I found a bit of code for this file but I cannot file the existing file in any website folder. Is this an optional file? Is there a generic one available? Where does it mount?

This is an optional file. If you do not see this in File Manager, first try to create a .htaccess file.

If you still do not see the file after creating it, keep in mind that .htaccess starts with a period so this makes it a "hidden" file on *nix environments. You will need to go to the bottom of the cPanel home screen and reset all preferences, then click on File Manager and in the popup that appears, ensure you can see hidden files.

.htaccess is most often stored in your public_html directory.

[cPanelDavidG]

It is starting to get all quite confusing for someone who is just a cPanel user and not a java programmer. What is the prefix for the .htaccess file? I am finding info that suggests I need an exact string match for the bad agent and that I need an additional file "ModRewrite" to match to a sub-string portion of the Agent field. Is this true?

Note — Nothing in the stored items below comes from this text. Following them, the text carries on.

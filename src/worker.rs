//! Worker session - serves requests for one service.
//!
//! A [`WorkerSession`] registers with the broker on connect and then hands
//! requests to the caller one at a time through [`WorkerSession::recv`],
//! which also delivers the reply to the previous request:
//!
//! ```no_run
//! use majordomo::WorkerSession;
//!
//! fn main() -> majordomo::Result<()> {
//!     let mut session = WorkerSession::connect("echo", "tcp://127.0.0.1:5555")?;
//!     let mut reply = None;
//!     while let Some(request) = session.recv(reply.take())? {
//!         reply = Some(request);
//!     }
//!     session.shutdown()
//! }
//! ```
//!
//! While waiting, the session heartbeats the broker once per interval. If
//! the broker stays silent for `heartbeat_liveness` intervals the session
//! pauses for `reconnect_interval`, opens a fresh socket and registers
//! again. A DISCONNECT from the broker triggers the same re-registration
//! without the pause.

use std::time::{Duration, Instant};

use tracing::{debug, info, warn};

use crate::config::{deadline, WorkerConfig};
use crate::error::Result;
use crate::message::Multipart;
use crate::protocol::{decode_from_broker, encode_to_broker, Command};
use crate::transport::{SharedContext, Transport, ZmqSocket};

/// Builder for a worker session on a libzmq DEALER socket.
pub struct WorkerBuilder {
    service: String,
    config: WorkerConfig,
    context: Option<zmq::Context>,
}

impl WorkerBuilder {
    /// Create a builder for `service` with default configuration.
    pub fn new(service: impl Into<String>) -> Self {
        Self {
            service: service.into(),
            config: WorkerConfig::default(),
            context: None,
        }
    }

    /// Replace the whole configuration.
    pub fn config(mut self, config: WorkerConfig) -> Self {
        self.config = config;
        self
    }

    /// Interval between heartbeats sent to the broker.
    pub fn heartbeat_interval(mut self, interval: Duration) -> Self {
        self.config.heartbeat_interval = interval;
        self
    }

    /// Silent heartbeat intervals tolerated before reconnecting.
    pub fn heartbeat_liveness(mut self, liveness: usize) -> Self {
        self.config.heartbeat_liveness = liveness;
        self
    }

    /// Pause before reconnecting after the broker went silent.
    pub fn reconnect_interval(mut self, interval: Duration) -> Self {
        self.config.reconnect_interval = interval;
        self
    }

    /// Share a caller-owned context. The session never terminates it.
    pub fn context(mut self, context: &zmq::Context) -> Self {
        self.context = Some(context.clone());
        self
    }

    /// Connect to the broker at `endpoint` and register.
    pub fn connect(self, endpoint: &str) -> Result<WorkerSession<ZmqSocket>> {
        let context = match &self.context {
            Some(context) => SharedContext::borrowed(context),
            None => SharedContext::new(),
        };
        let socket = ZmqSocket::connect(context, zmq::DEALER, endpoint)?;
        WorkerSession::with_transport(socket, self.service, self.config)
    }
}

/// Worker side of the protocol.
pub struct WorkerSession<T: Transport = ZmqSocket> {
    transport: T,
    service: String,
    config: WorkerConfig,
    /// Silent intervals left before reconnecting.
    liveness: usize,
    heartbeat_at: Instant,
    /// End of the current silent interval.
    silent_until: Instant,
    /// Return address of the request being served.
    reply_to: Option<<T::Message as Multipart>::Frame>,
    closed: bool,
}

impl WorkerSession<ZmqSocket> {
    /// Start configuring a worker for `service`.
    pub fn builder(service: impl Into<String>) -> WorkerBuilder {
        WorkerBuilder::new(service)
    }

    /// Connect with default configuration and register for `service`.
    pub fn connect(service: impl Into<String>, endpoint: &str) -> Result<Self> {
        WorkerBuilder::new(service).connect(endpoint)
    }
}

impl<T: Transport> WorkerSession<T> {
    /// Register for `service` over an already connected transport.
    pub fn with_transport(
        transport: T,
        service: impl Into<String>,
        config: WorkerConfig,
    ) -> Result<Self> {
        let now = Instant::now();
        let mut session = Self {
            transport,
            service: service.into(),
            liveness: config.heartbeat_liveness,
            heartbeat_at: now,
            silent_until: now,
            config,
            reply_to: None,
            closed: false,
        };
        session.register()?;
        info!(service = %session.service, "Worker connected");
        Ok(session)
    }

    /// Service this worker serves.
    pub fn service(&self) -> &str {
        &self.service
    }

    /// Worker configuration.
    pub fn config(&self) -> &WorkerConfig {
        &self.config
    }

    /// Silent intervals left before the session reconnects.
    pub fn liveness(&self) -> usize {
        self.liveness
    }

    /// Whether the caller owes a reply to the last request.
    pub fn expects_reply(&self) -> bool {
        self.reply_to.is_some()
    }

    /// Deliver `reply` for the previous request, then wait for the next one.
    ///
    /// Returns `Ok(None)` without touching the socket when `reply` does not
    /// match the session state: a reply with no request outstanding, or no
    /// reply while one is owed. Returns `Err` only on fatal transport
    /// faults; other faults are logged and the wait goes on.
    pub fn recv(&mut self, reply: Option<T::Message>) -> Result<Option<T::Message>> {
        match (reply, self.reply_to.take()) {
            (Some(mut reply), Some(reply_to)) => {
                reply.wrap(reply_to);
                self.send(Command::Reply, reply)?;
            }
            (Some(_), None) => {
                warn!(service = %self.service, "Reply given with no request outstanding");
                return Ok(None);
            }
            (None, Some(reply_to)) => {
                warn!(service = %self.service, "No reply given for the outstanding request");
                self.reply_to = Some(reply_to);
                return Ok(None);
            }
            (None, None) => {}
        }

        loop {
            let wake_at = self.heartbeat_at.min(self.silent_until);
            let ready = match self
                .transport
                .poll(wake_at.saturating_duration_since(Instant::now()))
            {
                Ok(ready) => ready,
                Err(e) if e.is_fatal() => return Err(e),
                Err(e) => {
                    warn!(error = %e, "Poll failed");
                    false
                }
            };

            if ready {
                match self.transport.recv() {
                    Ok(msg) => {
                        if let Some(request) = self.process(msg)? {
                            return Ok(Some(request));
                        }
                    }
                    Err(e) if e.is_fatal() => return Err(e),
                    Err(e) => warn!(error = %e, "Receive failed, skipping"),
                }
            } else if Instant::now() >= self.silent_until {
                self.liveness = self.liveness.saturating_sub(1);
                if self.liveness == 0 {
                    warn!(
                        service = %self.service,
                        "Disconnected from broker, retrying"
                    );
                    std::thread::sleep(self.config.reconnect_interval);
                    self.reconnect()?;
                } else {
                    debug!(liveness = self.liveness, "Broker silent");
                    self.silent_until =
                        deadline(Instant::now(), self.config.heartbeat_interval);
                }
            }

            if Instant::now() >= self.heartbeat_at {
                self.send(Command::Heartbeat, <T::Message>::default())?;
                self.heartbeat_at = deadline(Instant::now(), self.config.heartbeat_interval);
            }
        }
    }

    /// Tell the broker this worker is leaving and close the transport.
    ///
    /// Safe to call more than once.
    pub fn shutdown(&mut self) -> Result<()> {
        if self.closed {
            return Ok(());
        }
        self.closed = true;
        if let Err(e) = self.send(Command::Disconnect, <T::Message>::default()) {
            debug!(error = %e, "Could not send DISCONNECT");
        }
        info!(service = %self.service, "Worker shut down");
        self.transport.close()
    }

    /// Handle one message from the broker. Returns the body of a request.
    fn process(&mut self, msg: T::Message) -> Result<Option<T::Message>> {
        // Any traffic proves the broker is alive
        self.liveness = self.config.heartbeat_liveness;
        self.silent_until = deadline(Instant::now(), self.config.heartbeat_interval);

        let (command, mut body) = match decode_from_broker(msg) {
            Ok(decoded) => decoded,
            Err(e) => {
                warn!(error = %e, "Skipping invalid message");
                return Ok(None);
            }
        };

        match command {
            Command::Request => match body.unwrap_address() {
                Some(client) => {
                    debug!(client = %hex::encode_upper(&*client), "Request received");
                    self.reply_to = Some(client);
                    Ok(Some(body))
                }
                None => {
                    warn!("Skipping REQUEST without client address");
                    Ok(None)
                }
            },
            Command::Heartbeat => Ok(None),
            Command::Disconnect => {
                info!(service = %self.service, "Broker asked us to disconnect");
                self.reconnect()?;
                Ok(None)
            }
            other => {
                warn!(command = %other, "Skipping unexpected command");
                Ok(None)
            }
        }
    }

    fn reconnect(&mut self) -> Result<()> {
        self.transport.reconnect()?;
        self.register()?;
        debug!(service = %self.service, "Worker reconnected");
        Ok(())
    }

    /// Send READY and restart the heartbeat schedule.
    fn register(&mut self) -> Result<()> {
        let payload = <T::Message>::from_frames([self.service.as_bytes()]);
        self.send(Command::Ready, payload)?;
        let now = Instant::now();
        self.liveness = self.config.heartbeat_liveness;
        self.heartbeat_at = deadline(now, self.config.heartbeat_interval);
        self.silent_until = self.heartbeat_at;
        self.reply_to = None;
        Ok(())
    }

    /// Send one command. Only fatal faults are returned; the rest are
    /// logged and the message is lost.
    fn send(&mut self, command: Command, payload: T::Message) -> Result<()> {
        match self.transport.send(encode_to_broker(command, payload)) {
            Err(e) if !e.is_fatal() => {
                warn!(error = %e, command = %command, "Send failed");
                Ok(())
            }
            result => result,
        }
    }
}
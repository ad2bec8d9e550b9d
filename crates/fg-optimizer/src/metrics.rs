//! Reduction of per-participant validation statistics to one objective.

use std::collections::BTreeMap;
use std::fmt;
use std::str::FromStr;

use fg_types::{
    validation_error, DatasetMeta, FgError, FgResult, OptimizationError, StatisticsRecord,
};
use serde::{Deserialize, Serialize};

/// Statistics a search can optimise.
#[derive(Debug, Clone, Copy, PartialEq, Eq, Hash, Serialize, Deserialize)]
pub enum SearchMetric {
    Accuracy,
    RocAuc,
    PrAuc,
    FScore,
    R2,
    Mse,
    Mae,
}

impl SearchMetric {
    pub const ALL: [SearchMetric; 7] = [
        Self::Accuracy,
        Self::RocAuc,
        Self::PrAuc,
        Self::FScore,
        Self::R2,
        Self::Mse,
        Self::Mae,
    ];

    /// Name the statistic is reported under.
    pub fn as_str(&self) -> &'static str {
        match self {
            Self::Accuracy => "accuracy",
            Self::RocAuc => "roc_auc_score",
            Self::PrAuc => "pr_auc_score",
            Self::FScore => "f_score",
            Self::R2 => "R2",
            Self::Mse => "MSE",
            Self::Mae => "MAE",
        }
    }

    /// Classification metrics are reported per class.
    pub fn is_classification(&self) -> bool {
        matches!(self, Self::Accuracy | Self::RocAuc | Self::PrAuc | Self::FScore)
    }
}

impl fmt::Display for SearchMetric {
    fn fmt(&self, f: &mut fmt::Formatter<'_>) -> fmt::Result {
        f.write_str(self.as_str())
    }
}

impl FromStr for SearchMetric {
    type Err = FgError;

    fn from_str(s: &str) -> Result<Self, Self::Err> {
        Self::ALL
            .into_iter()
            .find(|metric| metric.as_str().eq_ignore_ascii_case(s))
            .ok_or_else(|| {
                OptimizationError::UnsupportedMetric {
                    metric: s.to_string(),
                }
                .into()
            })
    }
}

fn non_negative(value: f64) -> f64 {
    if value.is_nan() || value < 0.0 {
        0.0
    } else {
        value
    }
}

fn mean(values: impl IntoIterator<Item = f64>) -> f64 {
    let (sum, count) = values
        .into_iter()
        .map(non_negative)
        .fold((0.0, 0usize), |(sum, count), v| (sum + v, count + 1));
    if count == 0 {
        0.0
    } else {
        sum / count as f64
    }
}

/// Mean of `metric` across participants' evaluation statistics.
///
/// Negative and NaN values count as zero. Each participant's measurements
/// are averaged first, then the participant means are averaged.
pub fn aggregate_metric(
    metric: SearchMetric,
    records: &BTreeMap<String, StatisticsRecord>,
) -> FgResult<f64> {
    let mut participant_means = Vec::with_capacity(records.len());
    for (participant_id, record) in records {
        let values = record
            .statistics
            .get(&DatasetMeta::Evaluate)
            .and_then(|stats| stats.statistics.get(metric.as_str()))
            .ok_or_else(|| {
                validation_error!(
                    "participant '{}' reported no '{}' for {}",
                    participant_id,
                    metric,
                    record.key.combination
                )
            })?
            .values();
        participant_means.push(mean(values));
    }
    Ok(mean(participant_means))
}

/// Every search metric all participants reported, aggregated.
pub fn summarise(records: &BTreeMap<String, StatisticsRecord>) -> BTreeMap<String, f64> {
    SearchMetric::ALL
        .into_iter()
        .filter_map(|metric| {
            aggregate_metric(metric, records)
                .ok()
                .map(|value| (metric.as_str().to_string(), value))
        })
        .collect()
}

#[cfg(test)]
mod tests {
    use super::*;
    use fg_types::{CombinationKey, InferenceKind, InferenceStatistics, MetaStatistics, StatValue};

    fn record(participant: &str, stats: Vec<(&str, StatValue)>) -> (String, StatisticsRecord) {
        let key = CombinationKey::new("collab", "project", "expt", "optim_run_1").worker(participant);
        let mut evaluate = InferenceStatistics::default();
        for (name, value) in stats {
            evaluate.statistics.insert(name.to_string(), value);
        }
        let mut per_meta = MetaStatistics::new();
        per_meta.insert(DatasetMeta::Evaluate, evaluate);
        (
            participant.to_string(),
            StatisticsRecord::new(key, InferenceKind::Validation, per_meta),
        )
    }

    #[test]
    fn metric_names_parse() {
        assert_eq!("accuracy".parse::<SearchMetric>().unwrap(), SearchMetric::Accuracy);
        assert_eq!("r2".parse::<SearchMetric>().unwrap(), SearchMetric::R2);
        assert_eq!("roc_auc_score".parse::<SearchMetric>().unwrap(), SearchMetric::RocAuc);
        assert!(matches!(
            "sharpe_ratio".parse::<SearchMetric>().unwrap_err(),
            FgError::Optimization(OptimizationError::UnsupportedMetric { .. })
        ));
    }

    #[test]
    fn nan_and_negative_values_count_as_zero() {
        let records: BTreeMap<_, _> = [
            record("alice", vec![("accuracy", StatValue::Series(vec![0.8, 0.6]))]),
            record("bob", vec![("accuracy", StatValue::Series(vec![f64::NAN, 0.5]))]),
            record("carol", vec![("accuracy", StatValue::Series(vec![-1.0, -0.5]))]),
        ]
        .into_iter()
        .collect();

        // (0.7 + 0.25 + 0.0) / 3
        let value = aggregate_metric(SearchMetric::Accuracy, &records).unwrap();
        assert!((value - 0.95 / 3.0).abs() < 1e-9, "got {value}");
    }

    #[test]
    fn regression_scalars_average_across_participants() {
        let records: BTreeMap<_, _> = [
            record("alice", vec![("R2", StatValue::Scalar(0.9))]),
            record("bob", vec![("R2", StatValue::Scalar(-0.3))]),
        ]
        .into_iter()
        .collect();
        let value = aggregate_metric(SearchMetric::R2, &records).unwrap();
        assert!((value - 0.45).abs() < 1e-9);
    }

    #[test]
    fn missing_metric_names_the_participant() {
        let records: BTreeMap<_, _> =
            [record("alice", vec![("MSE", StatValue::Scalar(0.1))])].into_iter().collect();
        let error = aggregate_metric(SearchMetric::Accuracy, &records).unwrap_err();
        assert!(error.to_string().contains("alice"));
    }

    #[test]
    fn summary_keeps_metrics_every_participant_reported() {
        let records: BTreeMap<_, _> = [
            record(
                "alice",
                vec![
                    ("accuracy", StatValue::Series(vec![1.0])),
                    ("f_score", StatValue::Series(vec![0.5])),
                ],
            ),
            record("bob", vec![("accuracy", StatValue::Series(vec![0.5]))]),
        ]
        .into_iter()
        .collect();

        let summary = summarise(&records);
        assert_eq!(summary.len(), 1);
        assert_eq!(summary["accuracy"], 0.75);
    }
}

All this said, why is the Agent Deny function not on the cPanel?

Keep in mind that .htaccess is an extremely commonly used tool. I would recommend looking for tools via an internet search that can generate these strings for you. When it comes to .htaccess files, there are utilities to generate content for .htaccess files for nearly anything you can think of.

[lottocheatah]

".htaccess" is a just the file extension. What is the prefix, ie; what is the entire filename of the .htaccess file?

[cPanelDavidG]

".htaccess" is a just the file extension. What is the prefix, ie; what is the entire filename of the .htaccess file?

The entire filename of .htaccess is .htaccess - it is also not a file extension, it is a hidden file (since it starts with .).

Remember, in *nix, text following a dot does not have the same meaning it may on Windows.

This thread has derailed far outside of being a feature request, I'll be moving this thread to a more appropriate forum.